(TASK INSTRUCTIONS): Copy all entries exactly.

Stored dataset items:
++++
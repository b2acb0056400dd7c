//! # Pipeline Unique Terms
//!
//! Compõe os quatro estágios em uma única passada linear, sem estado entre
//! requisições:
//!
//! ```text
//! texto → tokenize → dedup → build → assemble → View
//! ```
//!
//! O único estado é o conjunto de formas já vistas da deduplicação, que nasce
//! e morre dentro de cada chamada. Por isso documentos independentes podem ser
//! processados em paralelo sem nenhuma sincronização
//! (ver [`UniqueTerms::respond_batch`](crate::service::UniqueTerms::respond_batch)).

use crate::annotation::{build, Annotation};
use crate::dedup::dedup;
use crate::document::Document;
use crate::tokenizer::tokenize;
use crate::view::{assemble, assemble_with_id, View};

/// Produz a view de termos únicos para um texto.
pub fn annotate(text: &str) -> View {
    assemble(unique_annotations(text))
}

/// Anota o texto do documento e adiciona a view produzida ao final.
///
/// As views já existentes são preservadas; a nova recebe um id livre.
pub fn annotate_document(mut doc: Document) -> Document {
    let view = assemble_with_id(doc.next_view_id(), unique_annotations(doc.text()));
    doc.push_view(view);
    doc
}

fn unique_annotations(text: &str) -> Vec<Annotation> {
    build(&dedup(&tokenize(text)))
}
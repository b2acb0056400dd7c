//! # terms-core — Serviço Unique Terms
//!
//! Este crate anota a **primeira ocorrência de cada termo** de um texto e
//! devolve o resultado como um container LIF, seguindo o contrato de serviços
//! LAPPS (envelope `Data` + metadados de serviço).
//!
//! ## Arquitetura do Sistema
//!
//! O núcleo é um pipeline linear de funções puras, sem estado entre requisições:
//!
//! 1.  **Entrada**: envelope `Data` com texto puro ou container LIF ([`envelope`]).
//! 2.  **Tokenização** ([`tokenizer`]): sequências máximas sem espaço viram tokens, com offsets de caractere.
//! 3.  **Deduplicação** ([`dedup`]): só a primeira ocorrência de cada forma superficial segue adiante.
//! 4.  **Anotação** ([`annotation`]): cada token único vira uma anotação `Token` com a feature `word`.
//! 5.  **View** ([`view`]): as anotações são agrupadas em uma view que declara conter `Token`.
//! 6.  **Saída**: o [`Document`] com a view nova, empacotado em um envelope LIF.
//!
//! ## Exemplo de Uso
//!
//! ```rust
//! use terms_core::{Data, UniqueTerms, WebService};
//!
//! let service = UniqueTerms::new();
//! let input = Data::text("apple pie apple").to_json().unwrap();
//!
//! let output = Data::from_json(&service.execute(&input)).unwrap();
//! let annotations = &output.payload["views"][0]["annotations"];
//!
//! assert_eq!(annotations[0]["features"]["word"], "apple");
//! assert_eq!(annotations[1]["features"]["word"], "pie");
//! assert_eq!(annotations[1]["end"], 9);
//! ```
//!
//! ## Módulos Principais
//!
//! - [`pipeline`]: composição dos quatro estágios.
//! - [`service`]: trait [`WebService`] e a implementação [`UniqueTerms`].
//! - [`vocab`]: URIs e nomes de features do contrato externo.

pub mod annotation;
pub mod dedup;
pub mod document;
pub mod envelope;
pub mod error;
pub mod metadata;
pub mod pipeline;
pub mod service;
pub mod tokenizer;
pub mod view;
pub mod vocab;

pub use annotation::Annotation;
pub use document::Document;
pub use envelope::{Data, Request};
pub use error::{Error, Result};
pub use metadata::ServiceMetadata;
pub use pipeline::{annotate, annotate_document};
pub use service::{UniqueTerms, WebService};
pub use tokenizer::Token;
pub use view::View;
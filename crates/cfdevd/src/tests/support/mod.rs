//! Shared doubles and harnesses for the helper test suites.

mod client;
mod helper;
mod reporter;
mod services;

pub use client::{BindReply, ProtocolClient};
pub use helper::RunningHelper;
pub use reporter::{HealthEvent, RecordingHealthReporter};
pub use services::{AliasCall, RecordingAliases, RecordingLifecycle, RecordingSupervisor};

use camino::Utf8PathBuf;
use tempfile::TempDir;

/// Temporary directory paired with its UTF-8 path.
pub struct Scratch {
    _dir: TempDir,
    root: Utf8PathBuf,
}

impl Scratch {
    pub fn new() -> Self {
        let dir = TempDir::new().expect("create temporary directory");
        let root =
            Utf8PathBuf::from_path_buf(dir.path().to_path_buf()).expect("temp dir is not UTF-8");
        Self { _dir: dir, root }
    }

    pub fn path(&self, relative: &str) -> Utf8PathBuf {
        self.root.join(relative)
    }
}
++++
(RESULT):
repository b2acb0056400dd7c
//! # Pipeline Unique Terms
//!
//! Compõe os quatro estágios em uma única passada linear, sem estado entre
//! requisições:
//!
//! ```text
//! texto → tokenize → dedup → build → assemble → View
//! ```
//!
//! O único estado é o conjunto de formas já vistas da deduplicação, que nasce
//! e morre dentro de cada chamada. Por isso documentos independentes podem ser
//! processados em paralelo sem nenhuma sincronização
//! (ver [`UniqueTerms::respond_batch`](crate::service::UniqueTerms::respond_batch)).

use crate::annotation::{build, Annotation};
use crate::dedup::dedup;
use crate::document::Document;
use crate::tokenizer::tokenize;
use crate::view::{assemble, assemble_with_id, View};

/// Produz a view de termos únicos para um texto.
pub fn annotate(text: &str) -> View {
    assemble(unique_annotations(text))
}

/// Anota o texto do documento e adiciona a view produzida ao final.
///
/// As views já existentes são preservadas; a nova recebe um id livre.
pub fn annotate_document(mut doc: Document) -> Document {
    let view = assemble_with_id(doc.next_view_id(), unique_annotations(doc.text()));
    doc.push_view(view);
    doc
}

fn unique_annotations(text: &str) -> Vec<Annotation> {
    build(&dedup(&tokenize(text)))
}
repository b2acb0056400dd7c
//! # terms-core — Serviço Unique Terms
//!
//! Este crate anota a **primeira ocorrência de cada termo** de um texto e
//! devolve o resultado como um container LIF, seguindo o contrato de serviços
//! LAPPS (envelope `Data` + metadados de serviço).
//!
//! ## Arquitetura do Sistema
//!
//! O núcleo é um pipeline linear de funções puras, sem estado entre requisições:
//!
//! 1.  **Entrada**: envelope `Data` com texto puro ou container LIF ([`envelope`]).
//! 2.  **Tokenização** ([`tokenizer`]): sequências máximas sem espaço viram tokens, com offsets de caractere.
//! 3.  **Deduplicação** ([`dedup`]): só a primeira ocorrência de cada forma superficial segue adiante.
//! 4.  **Anotação** ([`annotation`]): cada token único vira uma anotação `Token` com a feature `word`.
//! 5.  **View** ([`view`]): as anotações são agrupadas em uma view que declara conter `Token`.
//! 6.  **Saída**: o [`Document`] com a view nova, empacotado em um envelope LIF.
//!
//! ## Exemplo de Uso
//!
//! ```rust
//! use terms_core::{Data, UniqueTerms, WebService};
//!
//! let service = UniqueTerms::new();
//! let input = Data::text("apple pie apple").to_json().unwrap();
//!
//! let output = Data::from_json(&service.execute(&input)).unwrap();
//! let annotations = &output.payload["views"][0]["annotations"];
//!
//! assert_eq!(annotations[0]["features"]["word"], "apple");
//! assert_eq!(annotations[1]["features"]["word"], "pie");
//! assert_eq!(annotations[1]["end"], 9);
//! ```
//!
//! ## Módulos Principais
//!
//! - [`pipeline`]: composição dos quatro estágios.
//! - [`service`]: trait [`WebService`] e a implementação [`UniqueTerms`].
//! - [`vocab`]: URIs e nomes de features do contrato externo.

pub mod annotation;
pub mod dedup;
pub mod document;
pub mod envelope;
pub mod error;
pub mod metadata;
pub mod pipeline;
pub mod service;
pub mod tokenizer;
pub mod view;
pub mod vocab;

pub use annotation::Annotation;
pub use document::Document;
pub use envelope::{Data, Request};
pub use error::{Error, Result};
pub use metadata::ServiceMetadata;
pub use pipeline::{annotate, annotate_document};
pub use service::{UniqueTerms, WebService};
pub use tokenizer::Token;
pub use view::View;
filename crates/cfdevd/src/tests/support/mod.rs
//! Shared doubles and harnesses for the helper test suites.

mod client;
mod helper;
mod reporter;
mod services;

pub use client::{BindReply, ProtocolClient};
pub use helper::RunningHelper;
pub use reporter::{HealthEvent, RecordingHealthReporter};
pub use services::{AliasCall, RecordingAliases, RecordingLifecycle, RecordingSupervisor};

use camino::Utf8PathBuf;
use tempfile::TempDir;

/// Temporary directory paired with its UTF-8 path.
pub struct Scratch {
    _dir: TempDir,
    root: Utf8PathBuf,
}

impl Scratch {
    pub fn new() -> Self {
        let dir = TempDir::new().expect("create temporary directory");
        let root =
            Utf8PathBuf::from_path_buf(dir.path().to_path_buf()).expect("temp dir is not UTF-8");
        Self { _dir: dir, root }
    }

    pub fn path(&self, relative: &str) -> Utf8PathBuf {
        self.root.join(relative)
    }
}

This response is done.